EVANSVILLE, Ind. (AP) - Those pushing to establish a museum honoring Evansville’s contribution to the U.S. military effort during World War II have named the museum’s first executive director.

Jack Buttrum will be responsible for overseeing all operations of the Freedom Heritage Museum and spearheading its events and programs, with direction from the board of directors. The museum is projected to cost $7 million to $9 million. Organizers are eying an old hangar near Evansville Regional Airport for the location.

Buttrum is 84, and his recollection of the World War II era is vivid. His older brother and several cousins served in the war. “I was in seventh grade when I listened to President (Franklin) Roosevelt’s ‘Day of Infamy’ speech. I didn’t know what was going on, but my teacher cried.”

Buttrum attended Purdue University from 1947 to 1951 and heard numerous firsthand accounts of World War II. “Almost all of my friends were there on the GI bill,” the former president and owner of Swanson-Nunn Electric Co. told the Evansville Courier & Press (https://bit.ly/1e0uN2S ).

More recently, about five years ago, Buttrum was in a museum in Nebraska about five years ago and met a Thunderbolt pilot. “I got fascinated with the fact that they were made in Evansville and used in World War II.”

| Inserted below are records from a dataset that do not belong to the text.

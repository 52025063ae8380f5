//==============================================
// File: tests/util.rs
// Author: ZobieLabs
// License: Duality Public License (DPL v1.0)
// Goal: Shared fixtures for load service integration tests
// Objective: Recording loaders, temp library trees, archives and services
//            pinned to explicit home/working directories
//==============================================
#![allow(dead_code)]

use std::fs;
use std::io::Write;
use std::path::{Path, PathBuf};
use std::sync::Arc;
use std::thread;
use std::time::Duration;

use parking_lot::Mutex;
use solvra_load::{
    LoadService, LoadServiceConfig, LoadUnit, Loader, LoaderError, UnitKind,
};

type Hook = Box<dyn Fn(&LoadService, &LoadUnit) -> Result<(), LoaderError> + Send + Sync>;

/// One loader invocation.
#[derive(Debug, Clone, PartialEq, Eq)]
pub struct LoadCall {
    pub kind: UnitKind,
    pub canonical_name: String,
    pub wrap: bool,
}

/// Loader that records every unit and optionally runs a hook.
#[derive(Default)]
pub struct RecordingLoader {
    calls: Mutex<Vec<LoadCall>>,
    delay: Option<Duration>,
    hook: Option<Hook>,
}

impl RecordingLoader {
    pub fn new() -> Arc<Self> {
        Arc::new(Self::default())
    }

    /// Sleep inside every load, widening race windows.
    pub fn slow(delay: Duration) -> Arc<Self> {
        Arc::new(Self {
            delay: Some(delay),
            ..Self::default()
        })
    }

    pub fn with_hook<F>(hook: F) -> Arc<Self>
    where
        F: Fn(&LoadService, &LoadUnit) -> Result<(), LoaderError> + Send + Sync + 'static,
    {
        Arc::new(Self {
            hook: Some(Box::new(hook)),
            ..Self::default()
        })
    }

    pub fn calls(&self) -> Vec<LoadCall> {
        self.calls.lock().clone()
    }

    pub fn count(&self) -> usize {
        self.calls.lock().len()
    }

    pub fn names(&self) -> Vec<String> {
        self.calls
            .lock()
            .iter()
            .map(|call| call.canonical_name.clone())
            .collect()
    }
}

impl Loader for RecordingLoader {
    fn load(&self, service: &LoadService, unit: LoadUnit, wrap: bool) -> Result<(), LoaderError> {
        self.calls.lock().push(LoadCall {
            kind: unit.kind(),
            canonical_name: unit.canonical_name().to_string(),
            wrap,
        });
        if let Some(delay) = self.delay {
            thread::sleep(delay);
        }
        match &self.hook {
            Some(hook) => hook(service, &unit),
            None => Ok(()),
        }
    }
}

/// Config pinned to `dir` for both home and working directory.
pub fn config_in(dir: &Path) -> LoadServiceConfig {
    LoadServiceConfig {
        current_dir: Some(dir.to_path_buf()),
        home: Some(dir.to_path_buf()),
        ..LoadServiceConfig::default()
    }
}

pub fn service_with(config: LoadServiceConfig, loader: Arc<RecordingLoader>) -> LoadService {
    let service = LoadService::builder(loader)
        .config(config)
        .env(|_| None)
        .build()
        .expect("build load service");
    service.init(Vec::<String>::new());
    service
}

/// Service rooted at `dir` with `dir` as its only load path entry.
pub fn service_in(dir: &Path, loader: Arc<RecordingLoader>) -> LoadService {
    let service = service_with(config_in(dir), loader);
    service.add_path(&path_str(dir));
    service
}

pub fn path_str(path: &Path) -> String {
    path.display().to_string()
}

/// Write `contents` at `dir/relative`, creating parent directories.
pub fn write_file(dir: &Path, relative: &str, contents: &str) -> PathBuf {
    let path = dir.join(relative);
    if let Some(parent) = path.parent() {
        fs::create_dir_all(parent).expect("create fixture dirs");
    }
    fs::write(&path, contents).expect("write fixture");
    path
}

/// Build a zip archive at `path` holding `entries`.
pub fn write_jar(path: &Path, entries: &[(&str, &str)]) -> PathBuf {
    if let Some(parent) = path.parent() {
        fs::create_dir_all(parent).expect("create archive dir");
    }
    let file = fs::File::create(path).expect("create archive");
    let mut zip = zip::ZipWriter::new(file);
    for (name, contents) in entries {
        zip.start_file(*name, zip::write::FileOptions::default())
            .expect("start archive entry");
        zip.write_all(contents.as_bytes()).expect("write archive entry");
    }
    zip.finish().expect("finish archive");
    path.to_path_buf()
}

//==============================================
// End of file
//==============================================
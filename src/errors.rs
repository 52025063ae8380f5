//=====================================================
// File: errors.rs
//=====================================================
// Author: ZobieLabs
// License: Duality Public License (DPL v1.0)
// Goal: Error taxonomy for require/load resolution
// Objective: Separate "nothing found" from real I/O malfunctions and loader
//            failures, and keep the clean exit signal distinct from both
//=====================================================

use std::error::Error as StdError;
use std::fmt;
use std::io;
use std::path::PathBuf;

use thiserror::Error;

/// Errors surfaced to callers of `require`/`load`.
#[derive(Debug, Error)]
pub enum LoadError {
    /// Every search strategy was exhausted. `name` is the name the caller
    /// asked for, never the internal search base.
    #[error("no such file to load -- {name}")]
    NotFound { name: String },
    /// The loader raised while executing the resolved unit.
    #[error("load error: {name} -- {source}")]
    LoadFailed {
        name: String,
        #[source]
        source: Box<dyn StdError + Send + Sync>,
    },
    /// Filesystem failure other than plain absence.
    #[error("failed reading '{path}': {source}")]
    Io {
        path: String,
        #[source]
        source: io::Error,
    },
    /// The archive exists but could not be opened as an archive.
    #[error("failed opening archive '{}': {source}", path.display())]
    Archive {
        path: PathBuf,
        #[source]
        source: zip::result::ZipError,
    },
    #[error("native extensions are disabled, can't load `{name}'")]
    NativeExtensionDisabled { name: String },
    /// Clean process exit requested by the loaded code. Never wrapped.
    #[error("exit requested with status {status}")]
    Exit { status: i32 },
}

impl LoadError {
    pub fn not_found(name: impl Into<String>) -> Self {
        LoadError::NotFound { name: name.into() }
    }

    pub(crate) fn io(path: impl fmt::Display, source: io::Error) -> Self {
        LoadError::Io {
            path: path.to_string(),
            source,
        }
    }

    pub fn is_not_found(&self) -> bool {
        matches!(self, LoadError::NotFound { .. })
    }

    /// Name the error reports, when it reports one.
    pub fn name(&self) -> Option<&str> {
        match self {
            LoadError::NotFound { name }
            | LoadError::LoadFailed { name, .. }
            | LoadError::NativeExtensionDisabled { name } => Some(name),
            _ => None,
        }
    }
}

/// Errors a [`crate::Loader`] hands back to the service.
#[derive(Debug, Error)]
pub enum LoaderError {
    #[error("exit requested with status {status}")]
    Exit { status: i32 },
    #[error(transparent)]
    Io(#[from] io::Error),
    #[error(transparent)]
    Failed(#[from] Box<dyn StdError + Send + Sync>),
}

impl LoaderError {
    pub fn failed(message: impl fmt::Display) -> Self {
        LoaderError::Failed(message.to_string().into())
    }
}

/// Nested requires inside a loader keep the exit signal unwrapped.
impl From<LoadError> for LoaderError {
    fn from(err: LoadError) -> Self {
        match err {
            LoadError::Exit { status } => LoaderError::Exit { status },
            other => LoaderError::Failed(Box::new(other)),
        }
    }
}

/// Errors raised while reading a [`crate::LoadServiceConfig`].
#[derive(Debug, Error)]
pub enum ConfigError {
    #[error("failed reading configuration '{}': {source}", path.display())]
    Io {
        path: PathBuf,
        #[source]
        source: io::Error,
    },
    #[error("failed parsing configuration '{}': {source}", path.display())]
    Parse {
        path: PathBuf,
        #[source]
        source: toml::de::Error,
    },
}

#[cfg(test)]
mod tests {
    use super::*;

    #[test]
    fn not_found_reports_requested_name() {
        let err = LoadError::not_found("does_not_exist_anywhere");
        assert_eq!(
            err.to_string(),
            "no such file to load -- does_not_exist_anywhere"
        );
        assert_eq!(err.name(), Some("does_not_exist_anywhere"));
        assert!(err.is_not_found());
    }

    #[test]
    fn load_failed_keeps_cause() {
        let cause: Box<dyn StdError + Send + Sync> = "boom".into();
        let err = LoadError::LoadFailed {
            name: "greet".into(),
            source: cause,
        };
        assert!(err.to_string().contains("greet"));
        assert_eq!(err.source().map(|s| s.to_string()), Some("boom".into()));
    }

    #[test]
    fn nested_exit_stays_an_exit() {
        assert!(matches!(
            LoaderError::from(LoadError::Exit { status: 3 }),
            LoaderError::Exit { status: 3 }
        ));
        assert!(matches!(
            LoaderError::from(LoadError::not_found("x")),
            LoaderError::Failed(_)
        ));
    }
}

//=====================================================
// End of file
//=====================================================
#[cfg(test)]
mod tests {
    use super::*;
    use parking_lot::Mutex;

    #[derive(Default)]
    struct Recorder {
        units: Mutex<Vec<String>>,
    }

    impl Loader for Recorder {
        fn load(&self, _service: &LoadService, unit: LoadUnit, _wrap: bool) -> Result<(), LoaderError> {
            self.units.lock().push(unit.canonical_name().to_string());
            Ok(())
        }
    }

    fn service(dir: &std::path::Path, recorder: Arc<Recorder>) -> LoadService {
        let config = LoadServiceConfig {
            current_dir: Some(dir.to_path_buf()),
            home: Some(dir.to_path_buf()),
            ..LoadServiceConfig::default()
        };
        LoadService::builder(recorder)
            .config(config)
            .env(|_| None)
            .build()
            .unwrap()
    }

    #[test]
    fn init_orders_entries() {
        let dir = tempfile::tempdir().unwrap();
        let config = LoadServiceConfig {
            current_dir: Some(dir.path().to_path_buf()),
            load_paths: vec!["/configured".into()],
            site_dirs: vec!["/site".into()],
            ..LoadServiceConfig::default()
        };
        let service = LoadService::builder(Arc::new(Recorder::default()))
            .config(config)
            .env(|name| (name == "SOLVRA_LIB").then(|| "/from_env".to_string()))
            .build()
            .unwrap();
        service.add_path("/stale");
        service.init(["/first", ""]);
        assert_eq!(
            *service.load_path().snapshot(),
            vec!["/first", "/from_env", "/configured", "/site"]
        );
    }

    #[test]
    fn provide_marks_loaded_without_loader() {
        let dir = tempfile::tempdir().unwrap();
        let recorder = Arc::new(Recorder::default());
        let service = service(dir.path(), recorder.clone());
        service.provide("thread.rb");
        assert_eq!(service.require("thread").unwrap(), RequireOutcome::AlreadyLoaded);
        assert_eq!(service.require("thread.rb").unwrap(), RequireOutcome::AlreadyLoaded);
        assert!(recorder.units.lock().is_empty());
    }

    #[test]
    fn empty_name_is_not_found() {
        let dir = tempfile::tempdir().unwrap();
        let service = service(dir.path(), Arc::new(Recorder::default()));
        assert!(service.require("").unwrap_err().is_not_found());
        assert!(service.load("", false).unwrap_err().is_not_found());
    }

    #[test]
    fn remove_loaded_feature_allows_reload() {
        let dir = tempfile::tempdir().unwrap();
        std::fs::write(dir.path().join("again.rb"), "").unwrap();
        let recorder = Arc::new(Recorder::default());
        let service = service(dir.path(), recorder.clone());
        service.add_path(&dir.path().display().to_string());

        assert!(service.require("again").unwrap().is_loaded());
        assert!(service.remove_loaded_feature("again"));
        assert!(service.require("again").unwrap().is_loaded());
        assert_eq!(recorder.units.lock().len(), 2);
    }
}

//=====================================================
// End of file
//=====================================================
//=====================================================
// File: logging.rs
//=====================================================
// Author: ZobieLabs
// License: Duality Public License (DPL v1.0)
// Goal: Tracing setup for binaries embedding the load service
// Objective: Install one fmt subscriber per process, filtered by RUST_LOG
//            with a caller-chosen default level
//=====================================================

use once_cell::sync::OnceCell;
use tracing::Level;
use tracing::level_filters::LevelFilter;
use tracing_subscriber::EnvFilter;
use tracing_subscriber::fmt::SubscriberBuilder;

static INIT: OnceCell<()> = OnceCell::new();

/// Install the subscriber. Later calls are no-ops.
pub fn init_tracing(level: Level) {
    INIT.get_or_init(|| {
        let filter = EnvFilter::builder()
            .with_default_directive(LevelFilter::from_level(level).into())
            .from_env_lossy();
        // another subscriber may already be installed by the host
        let _ = SubscriberBuilder::default()
            .with_env_filter(filter)
            .with_target(false)
            .compact()
            .try_init();
    });
}

/// Level implied by the diagnostic switches.
pub fn level_for(debug_search: bool, debug_timing: bool, verbose: bool) -> Level {
    if debug_search {
        Level::DEBUG
    } else if debug_timing || verbose {
        Level::INFO
    } else {
        Level::WARN
    }
}


//=====================================================
// End of file
//=====================================================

Buttrum said he and a few other people “decided we needed to something to highlight P-47s in Evansville.”

Freedom Heritage Museum organizers already have a P-47 engine. They say the facility will show photographs and artifacts from the World War II era, along with interviews that have been taped by students and others over the years. The effort is about two years in the making, and fundraisers have been conducted.

They envision a museum that salutes men and women who worked for the Evansville Shipyard and Republic Aviation, as well as local World War II veterans.

The museum has obtained nonprofit status. “We are determined,” Buttrum said of the effort’s organizers.

Buttrum was with Swanson-Nunn for 30 years. Since 2005, he has worked for Jacob’s Engineering as a construction administrator.

The Purdue graduate has an honorary associate degree from Ivy Tech Community College, where he served on the board of directors for six years and headed the board for three.

He said the Freedom Heritage Museum’s goal will be to highlight for future generations how critical Evansville was to the country’s war effort. “It’s something we need to let people know about.”